Ayodhya: With the Uttar Pradesh government allotting 5 acres of agriculture department land in the village to build a mosque, Dhannipur has acquired a new identity.
The land was allotted in line with the Supreme Court order in the Ayodhya land dispute case that said Muslims should be given 5 acres of land in Ayodhya to construct a mosque, as it ruled on 9 November 2019 that Ram Mandir should come up at the disputed Ramjanmabhoomi site where the Babri Masjid was demolished on 6 December 1992.
The Dhannipur land is almost 22 km away from the Ram janmabhoomi site.
Located on the Lucknow-Faizabad highway, the village is part of Sohawal tehsil in Ayodhya district and is dominated by the Muslim community.
The residents of Dhannipur have welcomed the allotment of land for mosque. The villagers, however, said they would be happier if they also got a hospital, a degree college and a guesthouse.
‘5 acres are not enough’
Speaking to ThePrint, local resident Zafar Ahmad (62) said, “We are thankful to the government for choosing land from our Dhannipur village for the mosque. But 5 acres are not enough.”
He believes Dhannipur is going to be “a major religious destination”. “Muslims from all over the world will come to see the mosque, but where will they stay? We want a guesthouse here.”
Ahmad said the village also needs a hospital. “If someone gets sick here or meets with an accident, there is no facility of proper treatment. We have to go to either Faizabad city or Luckow.”
Mohammad Haneef Khan, another local resident, said the village is now getting recognition but lives would be better only if children got proper education.
“I would request the Yogi Adityanath government to build at least a degree college here.
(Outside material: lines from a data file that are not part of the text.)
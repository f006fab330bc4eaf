//! Interactive count session.
//!
//! Reads one operator command per line and runs it to completion before reading
//! the next. All state lives in the `CountSession` owned by this loop.

use std::io::{BufRead, Write};

use chrono::{NaiveDate, Utc};

use cyclecount_core::{Aggregate, AggregateRoot, DomainError, SessionId, Sku};
use cyclecount_infra::SkuScanner;
use cyclecount_inventory::{
    CountSession, OpenScanner, RecordScan, Reset, SessionCommand, SessionEvent, SubmitCount,
};

use crate::commands::{export_list, produce_report};
use crate::context::{AppContext, DailyBatch};
use crate::output::{write_batch, write_counts};

const HELP: &str = "\
Commands:
  scan                  capture a SKU with the scanner (pre-fills the next count)
  count [SKU] <QTY>     record a physical count (SKU defaults to the last scan)
  list                  show counts recorded so far
  report                compute variances and export the report and chart
  reset                 discard all counts of this session
  help                  show this help
  quit                  end the session";

#[derive(Debug, PartialEq, Eq)]
enum Input {
    Scan,
    Count { sku: Option<String>, qty: String },
    List,
    Report,
    Reset,
    Help,
    Quit,
    Blank,
    Unknown(String),
}

fn parse_input(line: &str) -> Input {
    let line = line.trim();
    let (word, rest) = line.split_once(char::is_whitespace).unwrap_or((line, ""));
    if word.is_empty() {
        return Input::Blank;
    }

    match word.to_ascii_lowercase().as_str() {
        "scan" => Input::Scan,
        "count" | "c" => {
            // The SKU is everything between the command word and the quantity, as typed.
            let rest = rest.trim();
            match rest.rsplit_once(char::is_whitespace) {
                Some((sku, qty)) => Input::Count {
                    sku: Some(sku.trim_end().to_string()),
                    qty: qty.to_string(),
                },
                None if !rest.is_empty() => Input::Count {
                    sku: None,
                    qty: rest.to_string(),
                },
                None => Input::Unknown(line.to_string()),
            }
        }
        "list" | "ls" => Input::List,
        "report" => Input::Report,
        "reset" => Input::Reset,
        "help" | "?" => Input::Help,
        "quit" | "exit" | "q" => Input::Quit,
        _ => Input::Unknown(line.to_string()),
    }
}

/// Run a session for `date` until `quit` or end of input.
///
/// Exports the daily list at start-up and returns the final session state.
pub fn run_session<R: BufRead>(
    ctx: &mut AppContext,
    date: NaiveDate,
    input: R,
    out: &mut dyn Write,
    scanner: &mut dyn SkuScanner,
) -> anyhow::Result<CountSession> {
    let batch = ctx.daily_batch(date)?;
    write_batch(out, ctx.output, &batch)?;
    match export_list(ctx, &batch) {
        Ok(path) => writeln!(out, "Daily list saved: {}", path.display())?,
        Err(e) => writeln!(out, "error: {e:#}")?,
    }

    let mut session = CountSession::open(SessionId::new(), batch.day, Utc::now());
    tracing::info!(
        session = %session.id(),
        day = batch.day,
        opened_at = %session.opened_at(),
        "count session started"
    );
    writeln!(
        out,
        "Session opened {} for day {} of {}. Type 'help' for commands.",
        session.opened_at().format("%Y-%m-%d %H:%M UTC"),
        batch.day,
        batch.days
    )?;

    for line in input.lines() {
        let line = line?;
        match parse_input(&line) {
            Input::Blank => continue,
            Input::Quit => break,
            Input::Help => writeln!(out, "{HELP}")?,
            Input::Scan => scan(&mut session, scanner, out)?,
            Input::Count { sku, qty } => count(&mut session, &batch, sku, &qty, out)?,
            Input::List => write_counts(out, ctx.output, session.counted())?,
            Input::Report => {
                if let Err(e) = produce_report(ctx, &batch, session.counted(), out) {
                    writeln!(out, "error: {e:#}")?;
                }
            }
            Input::Reset => {
                let reset = SessionCommand::Reset(Reset {
                    occurred_at: Utc::now(),
                });
                let events = execute(&mut session, reset)?;
                if let Some(SessionEvent::SessionReset(e)) = events.first() {
                    writeln!(out, "Session reset; {} count(s) discarded.", e.discarded)?;
                }
            }
            Input::Unknown(text) => {
                writeln!(out, "Unknown command '{text}'. Type 'help' for commands.")?
            }
        }
    }

    tracing::info!(
        session = %session.id(),
        counted = session.counted().len(),
        "count session ended"
    );
    Ok(session)
}

fn scan(
    session: &mut CountSession,
    scanner: &mut dyn SkuScanner,
    out: &mut dyn Write,
) -> anyhow::Result<()> {
    let open = SessionCommand::OpenScanner(OpenScanner {
        occurred_at: Utc::now(),
    });
    execute(session, open)?;
    writeln!(out, "Scanner open (attempt {}).", session.scan_attempts())?;

    let code = scanner.capture();
    let events = execute(
        session,
        SessionCommand::RecordScan(RecordScan {
            code,
            occurred_at: Utc::now(),
        }),
    )?;
    match events.first() {
        Some(SessionEvent::SkuScanned(e)) => writeln!(out, "Scanned: {}", e.code)?,
        _ => writeln!(out, "No barcode read.")?,
    }
    Ok(())
}

fn count(
    session: &mut CountSession,
    batch: &DailyBatch,
    sku: Option<String>,
    qty: &str,
    out: &mut dyn Write,
) -> anyhow::Result<()> {
    let Ok(counted_qty) = qty.parse::<i64>() else {
        writeln!(out, "error: quantity '{qty}' is not a whole number")?;
        return Ok(());
    };

    let command = SessionCommand::SubmitCount(SubmitCount {
        sku,
        counted_qty,
        occurred_at: Utc::now(),
    });
    match execute(session, command) {
        Ok(events) => {
            if let Some(SessionEvent::CountSubmitted(e)) = events.first() {
                writeln!(out, "Recorded: {} - {}", e.record.sku, e.record.counted_qty)?;
                if !in_batch(batch, &e.record.sku) {
                    writeln!(
                        out,
                        "note: {} is not in today's batch and will not appear in the report",
                        e.record.sku
                    )?;
                }
            }
        }
        Err(e) => writeln!(out, "error: {e}")?,
    }
    Ok(())
}

fn execute(
    session: &mut CountSession,
    command: SessionCommand,
) -> Result<Vec<SessionEvent>, DomainError> {
    let events = session.execute(&command)?;
    for event in &events {
        tracing::debug!(event = event.event_type(), "session event applied");
    }
    Ok(events)
}

fn in_batch(batch: &DailyBatch, sku: &Sku) -> bool {
    batch.records.iter().any(|r| &r.sku == sku)
}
We are happy to see a mosque here but it will be better if the government also built a degree college and a hospital too.”
Demanding more development work, some residents also pointed out that there are enough mosques in the village.
“There are more than 15 mosques inside the village. There should be enough namazis too,” said Naeem, 22.
He said Muslims make “65 per cent of the inhabitants of Dhannipur”, while the rest are mostly Yadavs and Mauryas. “We agree that mosque is connected to our faith, but more development work is needed in this area,” said Naeem.
Ashok Kumar, a member of the Dhannipur village panchayat, agreed that the government should give more land for development projects.
“Allocation of 5 acres was a decision of the Supreme Court. Now, if this UP government really wants developement here, it should give more land for development work here. A guesthouse is a major need here now.”
The guesthouse, the residents said, would also cater to the people flocking to the village to attend a three-day fair it hosts every year in April.
There is a tomb of a Muslim saint in the village, and the fair is organised to mark his death anniversary.
According to the villagers, the tomb is located on a part of the 5-acre land allotted for the mosque. The rest of the land is currently used for wheat farming.
“We have a qawwali event the whole night during that mela. Hindus from nearby villages also come to attend it. We call this mela a symbol of Hindu-Muslim unity,” Zafar Ahmad, who is also a member of the fair committee, told ThePrint.
Muslim litigants not happy with Dhannipur location
While Dhannipur residents have welcomed the prospect of having the mosque, the Muslim litigants in the Ayodhya dispute case are not unhappy with the site offered as it is not located “in the heart of Ayodhya”.
They complained that it would be inconvenient for the Muslims from Ayodhya to go all the way to Dhannipur, 22 km away, to offer namaz.
Speaking to the media, Haji Mehboob, a key litigant in the Ayodhya case, said, “What is the point of giving land so far away? We have said we don’t want land, and if land is allocated, it should be close to Ayodhya. I don’t accept it.”
Abdul Razzaq, a member of the Sunni Waqf Board, said they would discuss the issue at a meeting of the board called on 24 February. Speaking to ThePrint, Razzaq said the land allotment in Dhannipur was not acceptable to him, though he thinks there are chances most of the board members would decide otherwise.